Advice: Plotting to a file or a printer
There are various ways to obtain a printed copy of a plot, depending on your system. One convenient method is to plot into a window (use Plot Display... Window from the Options menu, or the command plotsetup(window); ) and then use Print from the File menu. Alternatively, you can select a plot (whether window or inline) with the mouse, copy it to the clipboard (with Copy from the Edit menu or whatever keystrokes do this on your system, such as Control-C), paste it into some graphics application, such as Paintbrush in Microsoft Windows, and print from there. A third alternative is to use Export As... HTML from the File menu. This makes an html version of the worksheet (which can be viewed in a Web browser), with the plots as gif files in an "images" subdirectory. The plot files can be used independently of the rest of the worksheet.
One disadvantage of these methods is that, because the printed image is just a pixel-by-pixel copy of the image on the screen, its resolution is limited. You may notice that what should be smooth curves and straight lines have jagged edges. Your printer may be able to do much better than that. To take better advantage of its capabilities, you need to make a graphics file using one of the plot devices that Maple has available. See the help page plot,device for a description of these, as well as the options available.
You will need to know what types of graphics file your system can print. PostScript ( ps ) and hpgl are very good choices if your system can use them. On the other hand, gif , jpeg and pcx , which require Maple to construct a bitmapped image in memory, are limited in resolution. If Maple does not support a format your system can print, you may be able to produce one type of file and convert it to another: there are many shareware and commercial products that can convert between the various graphics file formats.
Generally you should first produce the plot you want on the screen, making sure that everything is as it should be. Then save the plot structure by assigning it to a variable. For example,
> plot(x^2, x = -1 .. 1);
> myplot:= %:
Note the colon, to avoid having Maple print out the plot structure. Now set up the plot device, together with the name of the output file and any options. In particular, the height and width options will determine the size of the printed output. This is given in points for PostScript output (1 inch = 72 points, 1 cm = 28.35 points), and pixels for gif, jpeg or pcx. The plotoptions string must not include spaces.
> plotsetup(gif, plotoutput="myplot.gif", plotoptions="height=300,width=600");
Now recall the plot structure from the variable where it was saved, and it will be printed to the output file.
The plot data may not always show up right away in the file, because it is being cached somewhere in the system. In order to close the file, switch to a different plotoutput or a different plot device.
This goes back to inline plots in the worksheet.

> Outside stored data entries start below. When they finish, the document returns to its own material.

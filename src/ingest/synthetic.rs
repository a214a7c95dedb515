//! Synthetic camera for `stub://` URIs.
//!
//! Renders a coloured square sliding across a dark gradient. The square
//! changes colour every `COLOR_PERIOD` frames (red, green, blue, white).
//! Pixel format and row padding are configurable so that rejection paths in
//! the adapter can be driven end to end.

use anyhow::Result;

use super::{FrameSource, SourceStats};
use crate::frame::{PixelFormat, RawFrame};

const COLOR_PERIOD: u64 = 30;
const SQUARE_COLORS: [[u8; 3]; 4] = [[255, 0, 0], [0, 255, 0], [0, 0, 255], [250, 250, 250]];

#[derive(Clone, Debug)]
pub struct SyntheticConfig {
    pub uri: String,
    pub width: u32,
    pub height: u32,
    /// Stop after this many frames. `None` runs forever.
    pub frame_limit: Option<u64>,
    pub pixel_format: PixelFormat,
    /// Extra bytes appended to every row.
    pub row_padding: u32,
}

impl Default for SyntheticConfig {
    fn default() -> Self {
        Self {
            uri: "stub://camera".to_string(),
            width: 640,
            height: 480,
            frame_limit: None,
            pixel_format: PixelFormat::Rgb24,
            row_padding: 0,
        }
    }
}

pub struct SyntheticSource {
    config: SyntheticConfig,
    frame_count: u64,
}

impl SyntheticSource {
    pub fn new(config: SyntheticConfig) -> Self {
        Self {
            config,
            frame_count: 0,
        }
    }

    /// Top-left corner and side of the square in frame `n`.
    fn square(&self, n: u64) -> (u32, u32, u32) {
        let (w, h) = (self.config.width, self.config.height);
        let side = (w.min(h) / 4).max(1);
        let travel = (w.saturating_sub(side)).max(1) as u64;
        let x = ((n * 8) % travel) as u32;
        let y = (h.saturating_sub(side)) / 2;
        (x, y, side)
    }

    fn rgb_at(&self, x: u32, y: u32, square: (u32, u32, u32), color: [u8; 3]) -> [u8; 3] {
        let (sx, sy, side) = square;
        if x >= sx && x < sx + side && y >= sy && y < sy + side {
            return color;
        }
        let w = self.config.width.max(1);
        let h = self.config.height.max(1);
        [(x * 48 / w) as u8, (y * 48 / h) as u8, 24]
    }

    fn render(&self, n: u64) -> (Vec<u8>, usize) {
        let (w, h) = (self.config.width, self.config.height);
        let padding = self.config.row_padding as usize;
        let square = self.square(n);
        let color = SQUARE_COLORS[((n / COLOR_PERIOD) % SQUARE_COLORS.len() as u64) as usize];

        match self.config.pixel_format {
            PixelFormat::Nv12 => {
                let stride = w as usize + padding;
                let mut data = vec![128u8; stride * h as usize + stride * (h as usize).div_ceil(2)];
                for y in 0..h {
                    for x in 0..w {
                        let [r, g, b] = self.rgb_at(x, y, square, color);
                        let luma = 0.299 * r as f32 + 0.587 * g as f32 + 0.114 * b as f32;
                        data[y as usize * stride + x as usize] = luma.round() as u8;
                    }
                }
                (data, stride)
            }
            format => {
                let bpp = if format == PixelFormat::Bgra32 { 4 } else { 3 };
                let stride = w as usize * bpp + padding;
                let mut data = vec![0u8; stride * h as usize];
                for y in 0..h {
                    for x in 0..w {
                        let [r, g, b] = self.rgb_at(x, y, square, color);
                        let offset = y as usize * stride + x as usize * bpp;
                        let px = match format {
                            PixelFormat::Rgb24 => [r, g, b, 255],
                            _ => [b, g, r, 255],
                        };
                        data[offset..offset + bpp].copy_from_slice(&px[..bpp]);
                    }
                }
                (data, stride)
            }
        }
    }
}

impl FrameSource for SyntheticSource {
    fn connect(&mut self) -> Result<()> {
        log::info!(
            "SyntheticSource: connected to {} ({}x{} {})",
            self.config.uri,
            self.config.width,
            self.config.height,
            self.config.pixel_format
        );
        Ok(())
    }

    fn next_frame(&mut self) -> Result<Option<RawFrame>> {
        if self
            .config
            .frame_limit
            .is_some_and(|limit| self.frame_count >= limit)
        {
            return Ok(None);
        }
        let sequence = self.frame_count;
        self.frame_count += 1;

        let (pixels, stride) = self.render(sequence);
        Ok(Some(RawFrame::new(
            pixels,
            self.config.width,
            self.config.height,
            self.config.pixel_format,
            stride,
            sequence,
        )))
    }

    fn stats(&self) -> SourceStats {
        SourceStats {
            frames_captured: self.frame_count,
            uri: self.config.uri.clone(),
        }
    }
}
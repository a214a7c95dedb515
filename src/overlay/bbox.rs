use crate::engine::{BoundingBox, Rectangle};
use crate::overlay::color::{Color, Palette};
use crate::overlay::surface::{DrawingSurface, Rect};
use crate::overlay::text::TextOverlay;
use crate::overlay::{Drawable, LINE_WIDTH};

/// Where a bounding box's caption is pinned.
#[derive(Clone, Copy, Debug, Default, PartialEq, Eq)]
pub enum CaptionAnchor {
    /// (min_x, min_y + max_y) of the stroked rect.
    #[default]
    Additive,
    /// (min_x, min_y): caption sits on the box's top edge.
    BoxTop,
}

impl CaptionAnchor {
    pub fn parse(value: &str) -> Option<Self> {
        match value.trim().to_ascii_lowercase().as_str() {
            "additive" => Some(CaptionAnchor::Additive),
            "box-top" | "box_top" | "top" => Some(CaptionAnchor::BoxTop),
            _ => None,
        }
    }

    pub fn as_str(&self) -> &'static str {
        match self {
            CaptionAnchor::Additive => "additive",
            CaptionAnchor::BoxTop => "box-top",
        }
    }
}

/// A stroked, captioned rectangle in normalized frame coordinates.
#[derive(Clone, Debug, PartialEq)]
pub struct BoundingBoxOverlay {
    pub bounds: Rectangle,
    pub text: String,
    pub color: Color,
    pub caption_anchor: CaptionAnchor,
}

impl BoundingBoxOverlay {
    pub fn new(bounding_box: &BoundingBox, palette: &Palette, caption_anchor: CaptionAnchor) -> Self {
        Self {
            bounds: bounding_box.rectangle,
            text: bounding_box.class_label.label.clone(),
            color: palette.color_for(bounding_box.class_label.class_id),
            caption_anchor,
        }
    }

    /// Stroke rectangle in surface pixels, shrunk by the line width so the
    /// stroke stays inside the nominal box.
    pub fn pixel_rect(&self, surface_width: u32, surface_height: u32) -> Rect {
        let (w, h) = (surface_width as f32, surface_height as f32);
        Rect::new(
            self.bounds.x * w,
            self.bounds.y * h,
            self.bounds.width * w - LINE_WIDTH,
            self.bounds.height * h - LINE_WIDTH,
        )
    }

    pub fn caption(&self, rect: Rect) -> TextOverlay {
        let (x, y) = match self.caption_anchor {
            CaptionAnchor::Additive => (rect.min_x(), rect.min_y() + rect.max_y()),
            CaptionAnchor::BoxTop => (rect.min_x(), rect.min_y()),
        };
        TextOverlay::anchored(self.text.clone(), x, y, self.color)
    }
}

impl Drawable for BoundingBoxOverlay {
    fn draw(&self, surface: &mut dyn DrawingSurface) {
        let rect = self.pixel_rect(surface.width(), surface.height());
        surface.stroke_rect(rect, self.color, LINE_WIDTH);
        self.caption(rect).draw(surface);
    }
}
//! Command-line front end

pub mod commands;
pub mod table;
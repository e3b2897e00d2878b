//! In-memory doubles for the indexer, price source and wallet

use alloy::eips::eip7702::{Authorization, SignedAuthorization};
use alloy::primitives::{b256, Address, Signature, TxHash, U256};
use async_trait::async_trait;
use std::collections::{HashMap, HashSet};
use std::sync::Mutex;

use crate::error::{Error, Result};
use crate::indexer::{FungibleBalance, IndexerApi, TokenMetadata};
use crate::price::PriceSource;
use crate::wallet::{AuthorizationRequest, CallRequest, Capability, Wallet};

pub struct FakeIndexer {
    native: U256,
    balances: Vec<FungibleBalance>,
    metadata: HashMap<Address, TokenMetadata>,
    failing_metadata: HashSet<Address>,
    fail_balances: bool,
}

impl FakeIndexer {
    pub fn new(native: U256) -> Self {
        Self {
            native,
            balances: Vec::new(),
            metadata: HashMap::new(),
            failing_metadata: HashSet::new(),
            fail_balances: false,
        }
    }

    pub fn with_token(mut self, contract: Address, raw: u64, symbol: &str, decimals: u8) -> Self {
        self.balances.push(FungibleBalance {
            contract_address: Some(contract),
            raw_balance: Some(U256::from(raw)),
        });
        self.metadata.insert(
            contract,
            TokenMetadata {
                symbol: Some(symbol.to_string()),
                name: Some(format!("{} Token", symbol)),
                decimals: Some(decimals),
                logo_url: None,
            },
        );
        self
    }

    pub fn failing_metadata(mut self, contract: Address) -> Self {
        self.failing_metadata.insert(contract);
        self
    }

    pub fn failing_balances(mut self) -> Self {
        self.fail_balances = true;
        self
    }
}

#[async_trait]
impl IndexerApi for FakeIndexer {
    async fn native_balance(&self, _account: Address) -> Result<U256> {
        Ok(self.native)
    }

    async fn token_balances(&self, _account: Address) -> Result<Vec<FungibleBalance>> {
        if self.fail_balances {
            return Err(Error::Network("Indexer API error 401: unauthenticated".to_string()));
        }
        Ok(self.balances.clone())
    }

    async fn token_metadata(&self, contract: Address) -> Result<TokenMetadata> {
        if self.failing_metadata.contains(&contract) {
            return Err(Error::Network("metadata timeout".to_string()));
        }
        self.metadata
            .get(&contract)
            .cloned()
            .ok_or_else(|| Error::Rpc(format!("unknown token {}", contract)))
    }
}

#[derive(Default)]
pub struct FakePrices {
    native: Option<f64>,
    tokens: HashMap<Address, f64>,
}

impl FakePrices {
    pub fn with_native(mut self, price: f64) -> Self {
        self.native = Some(price);
        self
    }

    pub fn with_token(mut self, contract: Address, price: f64) -> Self {
        self.tokens.insert(contract, price);
        self
    }
}

#[async_trait]
impl PriceSource for FakePrices {
    async fn native_price(&self) -> Result<Option<f64>> {
        Ok(self.native)
    }

    async fn token_price(&self, contract: Address) -> Result<Option<f64>> {
        Ok(self.tokens.get(&contract).copied())
    }
}

/// Records every call; delegation is unsupported unless enabled
pub struct FakeWallet {
    account: Address,
    delegation: bool,
    reject_with: Option<String>,
    authorization_requests: Mutex<Vec<AuthorizationRequest>>,
    sent: Mutex<Vec<CallRequest>>,
}

impl FakeWallet {
    pub const TX_HASH: TxHash =
        b256!("0x1111111111111111111111111111111111111111111111111111111111111111");

    pub fn new() -> Self {
        Self {
            account: Address::repeat_byte(0x11),
            delegation: false,
            reject_with: None,
            authorization_requests: Mutex::new(Vec::new()),
            sent: Mutex::new(Vec::new()),
        }
    }

    pub fn with_delegation(mut self) -> Self {
        self.delegation = true;
        self
    }

    pub fn rejecting(mut self, message: &str) -> Self {
        self.reject_with = Some(message.to_string());
        self
    }

    pub fn sent(&self) -> Vec<CallRequest> {
        self.sent.lock().unwrap().clone()
    }

    pub fn authorization_requests(&self) -> usize {
        self.authorization_requests.lock().unwrap().len()
    }

    pub fn last_authorization_request(&self) -> Option<AuthorizationRequest> {
        self.authorization_requests.lock().unwrap().last().copied()
    }
}

#[async_trait]
impl Wallet for FakeWallet {
    async fn request_accounts(&self) -> Result<Vec<Address>> {
        Ok(vec![self.account])
    }

    async fn sign_authorization(
        &self,
        request: AuthorizationRequest,
    ) -> Result<Capability<SignedAuthorization>> {
        self.authorization_requests.lock().unwrap().push(request);
        if !self.delegation {
            return Ok(Capability::Unsupported("wallet does not support EIP-7702".to_string()));
        }

        let authorization = Authorization {
            chain_id: U256::from(1u64),
            address: request.contract_address,
            nonce: 1,
        };
        let signature = Signature::new(U256::from(1u64), U256::from(2u64), false);
        Ok(Capability::Supported(authorization.into_signed(signature)))
    }

    async fn send_transaction(&self, call: CallRequest) -> Result<TxHash> {
        if let Some(message) = &self.reject_with {
            return Err(Error::Submission(message.clone()));
        }
        self.sent.lock().unwrap().push(call);
        Ok(Self::TX_HASH)
    }
}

You may find that you want to adjust the sizes and styles of type for titles, axis labels and other text in your graph, as the relative sizes may be different on the screen and in printed output. You should be able to do this in the command that produced the original plot, using the titlefont (for titles), axesfont (for the numbers beside the tickmarks), labelfont (for the axis labels) and font (for text produced with textplot) options. For example, you might replace the last plot command with
> plot(x^2, x=-1..1, title="A Parabola", axesfont=[HELVETICA,8], titlefont=[TIMES,ITALIC,18]);
Unfortunately, however, the font settings do not seem to have any effect with most of the bitmapped plot devices. It does work with PostScript. Note that fonts work in gif files produced by Export As... HTML.